LOV proteins were diluted to 20 µM and digested with concentrations varying from 0.1 µg/mL (1x) to 1 µg/mL (10x) of trypsin in 50 mM Na phosphate (pH 7.4). Dark digests were performed under dim red light (1.7 µW/cm²) on protein that had been allowed to photorecover for 24 hours. Lit digests were performed on protein photoexcited with white light (1.1 mW/cm²) for 5 minutes before the addition of trypsin, and illuminated throughout the reaction. Aliquots were removed from the reaction at 5 minute intervals. The reaction was stopped by adding the aliquots to equal volumes of 100 mM Tris-HCl (pH 6.8), 200 mM dithiothreitol, 4% SDS, 0.2% bromophenol blue, 20% glycerol and boiling for 5 minutes. Samples were run on 5%–12% SDS-polyacrylamide gradient gels and visualized by silver stain.

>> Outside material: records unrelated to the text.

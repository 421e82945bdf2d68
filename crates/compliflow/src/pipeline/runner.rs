use std::any::Any;
use std::panic::{self, AssertUnwindSafe};
use std::sync::Arc;

use tracing::{debug, info, info_span, warn};

use crate::capability::{
    ArtifactBundle, ArtifactGenerator, CatalogMapper, CoverageAnalyzer, DocumentReader,
    ExtractorRegistry, FrameworkMapper, FsDocumentReader, GapAnalyzer, GapSummary,
    MalwareScanner, PatternDetector, PolicyRedliner, RedlineDocument, ReportGenerator,
    SensitiveDataDetector, SignatureScanner, TemplateRedliner, TextExtractor,
};
use crate::config::{validate_config, Config, PipelineSettings};
use crate::error::ConfigError;
use crate::sanitize;

use super::clock::{Clock, SystemClock};
use super::context::{ProcessingContext, StageOutputs};
use super::error::StageError;
use super::progress::{NoopProgress, ProgressEvent, ProgressReporter};
use super::result::{ProcessingResult, StageTracker};
use super::stage::Stage;
use super::summary::ProcessingSummary;

/// The capability implementations a pipeline delegates to.
#[derive(Clone)]
pub struct Collaborators {
    pub reader: Arc<dyn DocumentReader>,
    pub scanner: Arc<dyn MalwareScanner>,
    pub extractor: Arc<dyn TextExtractor>,
    pub detector: Arc<dyn SensitiveDataDetector>,
    pub mapper: Arc<dyn FrameworkMapper>,
    pub analyzer: Arc<dyn GapAnalyzer>,
    pub redliner: Arc<dyn PolicyRedliner>,
    pub generator: Arc<dyn ArtifactGenerator>,
}

impl Collaborators {
    /// Builds the reference implementations from a validated config.
    pub fn from_config(config: &Config) -> Result<Self, ConfigError> {
        let scanner = SignatureScanner::new(&config.malware.signatures);
        debug!(signatures = scanner.signature_count(), "Signature scanner ready");

        Ok(Self {
            reader: Arc::new(FsDocumentReader::new(config.pipeline.max_document_bytes)),
            scanner: Arc::new(scanner),
            extractor: Arc::new(ExtractorRegistry::new()),
            detector: Arc::new(PatternDetector::new(&config.detection.patterns)?),
            mapper: Arc::new(CatalogMapper::new(config.frameworks.clone())),
            analyzer: Arc::new(CoverageAnalyzer::new()),
            redliner: Arc::new(TemplateRedliner::new()),
            generator: Arc::new(ReportGenerator::new(config.artifacts.kinds.clone())),
        })
    }
}

type StageFn = fn(&Pipeline, &ProcessingContext, &mut StageOutputs) -> Result<(), StageError>;

struct StageStep {
    stage: Stage,
    run: StageFn,
}

const STEPS: [StageStep; Stage::COUNT] = [
    StageStep {
        stage: Stage::MalwareScan,
        run: Pipeline::step_malware_scan,
    },
    StageStep {
        stage: Stage::TextExtraction,
        run: Pipeline::step_text_extraction,
    },
    StageStep {
        stage: Stage::PiiDetection,
        run: Pipeline::step_pii_detection,
    },
    StageStep {
        stage: Stage::FrameworkMapping,
        run: Pipeline::step_framework_mapping,
    },
    StageStep {
        stage: Stage::GapAnalysis,
        run: Pipeline::step_gap_analysis,
    },
    StageStep {
        stage: Stage::PolicyRedlining,
        run: Pipeline::step_policy_redlining,
    },
    StageStep {
        stage: Stage::ArtifactGeneration,
        run: Pipeline::step_artifact_generation,
    },
];

/// Runs documents through the fixed stage sequence.
///
/// Holds no per-document state, so one instance can serve concurrent
/// invocations for different uploads.
pub struct Pipeline {
    collaborators: Collaborators,
    settings: PipelineSettings,
    clock: Arc<dyn Clock>,
}

impl Pipeline {
    /// Production constructor. Builds every collaborator from config.
    pub fn from_config(config: &Config) -> Result<Self, ConfigError> {
        validate_config(config)?;
        let collaborators = Collaborators::from_config(config)?;
        info!(
            frameworks = config.frameworks.len(),
            patterns = config.detection.patterns.len(),
            "Pipeline configured"
        );
        Ok(Self::new(collaborators, config.pipeline.clone()))
    }

    pub fn new(collaborators: Collaborators, settings: PipelineSettings) -> Self {
        Self {
            collaborators,
            settings,
            clock: Arc::new(SystemClock),
        }
    }

    pub fn with_clock(mut self, clock: Arc<dyn Clock>) -> Self {
        self.clock = clock;
        self
    }

    pub fn process(&self, ctx: ProcessingContext) -> ProcessingResult {
        self.process_with_progress(ctx, &NoopProgress)
    }

    /// Run every stage for one document. Never panics and never returns
    /// an error: all failures are recorded on the result. The context and
    /// every intermediate output are dropped on return.
    pub fn process_with_progress(
        &self,
        ctx: ProcessingContext,
        progress: &dyn ProgressReporter,
    ) -> ProcessingResult {
        let ctx = &ctx;
        let _pipeline_span = info_span!("pipeline",
            upload_id = %ctx.upload_id,
            file = %sanitize::redact_path(&ctx.file_path),
            file_id = %sanitize::hash_path(&ctx.file_path),
            document_type = %ctx.document_type,
        )
        .entered();

        let mut tracker = StageTracker::new(self.clock.as_ref());
        let mut outputs = StageOutputs::default();

        for step in STEPS.iter() {
            let stage = step.stage;
            let _step = info_span!("stage", stage = %stage).entered();

            if let Err(e) = tracker.begin(stage) {
                let failed = tracker.current().unwrap_or(stage);
                return self.fail(tracker, outputs, ctx, failed, e, progress);
            }
            self.notify(progress, ProgressEvent::StageStarted { stage });

            let outcome = panic::catch_unwind(AssertUnwindSafe(|| {
                (step.run)(self, ctx, &mut outputs)
            }))
            .unwrap_or_else(|payload| {
                Err(StageError::Panicked(format!(
                    "stage panicked: {}",
                    panic_message(payload.as_ref())
                )))
            })
            .and_then(|()| tracker.complete(stage));

            match outcome {
                Ok(()) => {
                    info!("Stage completed");
                    self.notify(progress, ProgressEvent::StageCompleted { stage });
                }
                Err(e) => return self.fail(tracker, outputs, ctx, stage, e, progress),
            }
        }

        self.finish(tracker, outputs, ctx, progress)
    }

    fn fail(
        &self,
        mut tracker: StageTracker<'_>,
        outputs: StageOutputs,
        ctx: &ProcessingContext,
        stage: Stage,
        error: StageError,
        progress: &dyn ProgressReporter,
    ) -> ProcessingResult {
        let message = error.to_string();
        warn!(stage = %stage, error = %message, "Stage failed");
        tracker.fail(stage, message.clone());
        self.notify(
            progress,
            ProgressEvent::StageFailed {
                stage,
                error: message,
            },
        );
        self.finish(tracker, outputs, ctx, progress)
    }

    fn finish(
        &self,
        tracker: StageTracker<'_>,
        outputs: StageOutputs,
        ctx: &ProcessingContext,
        progress: &dyn ProgressReporter,
    ) -> ProcessingResult {
        // Unscored unless gap analysis produced output.
        let summary = outputs
            .gaps
            .as_deref()
            .map(ProcessingSummary::from_gaps)
            .unwrap_or_default();
        let result = tracker.finish(
            &ctx.upload_id,
            summary,
            outputs.artifacts.unwrap_or_default(),
        );

        info!(
            success = result.success,
            compliance_score = summary.compliance_score,
            critical_gaps = summary.critical_gaps,
            total_gaps = summary.total_gaps,
            artifacts = result.artifact_ids.len(),
            "Processing finished"
        );
        self.notify(
            progress,
            ProgressEvent::Finished {
                success: result.success,
                summary,
            },
        );
        result
    }

    /// Hands an event to the reporter. A panicking reporter is logged and
    /// does not affect the run.
    fn notify(&self, progress: &dyn ProgressReporter, event: ProgressEvent) {
        let at = self.clock.now();
        if let Err(payload) =
            panic::catch_unwind(AssertUnwindSafe(|| progress.report(event, at)))
        {
            warn!(
                error = %panic_message(payload.as_ref()),
                "Progress reporter panicked"
            );
        }
    }

    // ── stages ──

    fn step_malware_scan(
        &self,
        ctx: &ProcessingContext,
        outputs: &mut StageOutputs,
    ) -> Result<(), StageError> {
        let bytes = self.collaborators.reader.read(&ctx.file_path)?;
        let verdict = self.collaborators.scanner.scan(&bytes)?;
        if verdict.infected {
            warn!(
                signature = verdict.signature.as_deref().unwrap_or("unknown"),
                "Infected document rejected"
            );
            return Err(StageError::Infected {
                signature: verdict.signature,
            });
        }
        debug!(bytes = bytes.len(), "Document is clean");
        outputs.document = Some(bytes);
        Ok(())
    }

    fn step_text_extraction(
        &self,
        ctx: &ProcessingContext,
        outputs: &mut StageOutputs,
    ) -> Result<(), StageError> {
        let bytes = outputs.document.take().ok_or(StageError::MissingInput {
            stage: Stage::TextExtraction,
            needs: Stage::MalwareScan,
        })?;
        let extracted = self.collaborators.extractor.extract(&ctx.file_path, &bytes)?;
        debug!(
            chars = extracted.text.len(),
            pages = extracted.page_count,
            "Text extracted"
        );
        outputs.extracted = Some(extracted);
        Ok(())
    }

    fn step_pii_detection(
        &self,
        _ctx: &ProcessingContext,
        outputs: &mut StageOutputs,
    ) -> Result<(), StageError> {
        let report = {
            let text = outputs.text(Stage::PiiDetection)?;
            self.collaborators.detector.scan(text)?
        };
        debug!(matches = report.matches.len(), "Sensitive data scan finished");
        outputs.detection = Some(report);
        Ok(())
    }

    fn step_framework_mapping(
        &self,
        ctx: &ProcessingContext,
        outputs: &mut StageOutputs,
    ) -> Result<(), StageError> {
        let institution_type = ctx
            .institution_type
            .as_deref()
            .unwrap_or(&self.settings.default_institution_type);
        let mappings = {
            let text = outputs.text(Stage::FrameworkMapping)?;
            self.collaborators
                .mapper
                .map(text, &ctx.document_type, institution_type)?
        };
        debug!(controls = mappings.len(), institution_type, "Frameworks mapped");
        outputs.mappings = Some(mappings);
        Ok(())
    }

    fn step_gap_analysis(
        &self,
        _ctx: &ProcessingContext,
        outputs: &mut StageOutputs,
    ) -> Result<(), StageError> {
        let gaps = {
            let text = outputs.text(Stage::GapAnalysis)?;
            let mappings = outputs.mappings(Stage::GapAnalysis)?;
            let detection = outputs.detection(Stage::GapAnalysis)?;
            self.collaborators
                .analyzer
                .analyze(text, mappings, &detection.matches)?
        };
        debug!(gaps = gaps.len(), "Gap analysis finished");
        outputs.gaps = Some(gaps);
        Ok(())
    }

    fn step_policy_redlining(
        &self,
        ctx: &ProcessingContext,
        outputs: &mut StageOutputs,
    ) -> Result<(), StageError> {
        let redlines = {
            let text = outputs.text(Stage::PolicyRedlining)?;
            let summaries: Vec<GapSummary> = outputs
                .gaps(Stage::PolicyRedlining)?
                .iter()
                .map(GapSummary::from)
                .collect();
            let document = RedlineDocument {
                upload_id: &ctx.upload_id,
                document_type: &ctx.document_type,
                text,
            };
            self.collaborators.redliner.redline(&document, &summaries)?
        };
        debug!(redlines = redlines.len(), "Redlines produced");
        outputs.redlines = Some(redlines);
        Ok(())
    }

    fn step_artifact_generation(
        &self,
        ctx: &ProcessingContext,
        outputs: &mut StageOutputs,
    ) -> Result<(), StageError> {
        let generated = {
            let gaps = outputs.gaps(Stage::ArtifactGeneration)?;
            let summary = ProcessingSummary::from_gaps(gaps);
            let bundle = ArtifactBundle {
                upload_id: &ctx.upload_id,
                document_type: &ctx.document_type,
                summary: &summary,
                mappings: outputs.mappings(Stage::ArtifactGeneration)?,
                gaps,
                redlines: outputs.redlines(Stage::ArtifactGeneration)?,
                detection: outputs.detection(Stage::ArtifactGeneration)?,
            };
            self.collaborators.generator.generate(&bundle)?
        };
        debug!(artifacts = generated.artifacts.len(), "Artifacts generated");
        outputs.artifacts = Some(generated.artifacts);
        Ok(())
    }
}

fn panic_message(payload: &(dyn Any + Send)) -> String {
    if let Some(s) = payload.downcast_ref::<&str>() {
        (*s).to_string()
    } else if let Some(s) = payload.downcast_ref::<String>() {
        s.clone()
    } else {
        "unknown panic payload".to_string()
    }
}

Redox Potential Measurements

Concentrated protein solutions were diluted to 20 µM in 100 mM potassium phosphate buffer (pH 7.0) in the presence of 200 µM xanthine and 1 µM benzyl viologen. Protein solutions were made anaerobic by repeated cycles of evacuation and equilibration with an atmosphere of purified argon in anaerobic glass cuvettes (32). Reduction potentials were measured using a xanthine/xanthine oxidase system to slowly reduce the sample in the presence and absence of an indicator dye (33). Experiments were monitored with a Shimadzu UV-2501PC spectrophotometer (Shimadzu Scientific Instruments, Columbia, MD) at 25°C, pH = 7.0. Phenosafranin (E_m = −252 mV) and Safranin-T (E_m = −290 mV) were used as reference dyes. Reduction potentials were calculated according to the Nernst equation

$$\text{ln}[({{\mathrm{A}}_{\text{RED}}}^{\text{SAMPLE}}-{{\mathrm{A}}_{(\mathrm{i})}}^{\text{SAMPLE}})/({{\mathrm{A}}_{(\mathrm{i})}}^{\text{SAMPLE}}-{{\mathrm{A}}_{\text{OX}}}^{\text{SAMPLE}})]=({{\mathrm{E}}_{\mathrm{m}}}^{\text{DYE}}-{{\mathrm{E}}_{\mathrm{m}}}^{\text{SAMPLE}})({\mathrm{\eta }}^{\text{SAMPLE}}*\mathrm{F}/\text{RT})+({\mathrm{\eta }}^{\text{SAMPLE}}/{\mathrm{\eta }}^{\text{DYE}})*\text{ln}[({{\mathrm{A}}_{\text{RED}}}^{\text{DYE}}-{{\mathrm{A}}_{(\mathrm{i})}}^{\text{DYE}})/({{\mathrm{A}}_{(\mathrm{i})}}^{\text{DYE}}-{{\mathrm{A}}_{\text{OX}}}^{\text{DYE}})]$$ (2)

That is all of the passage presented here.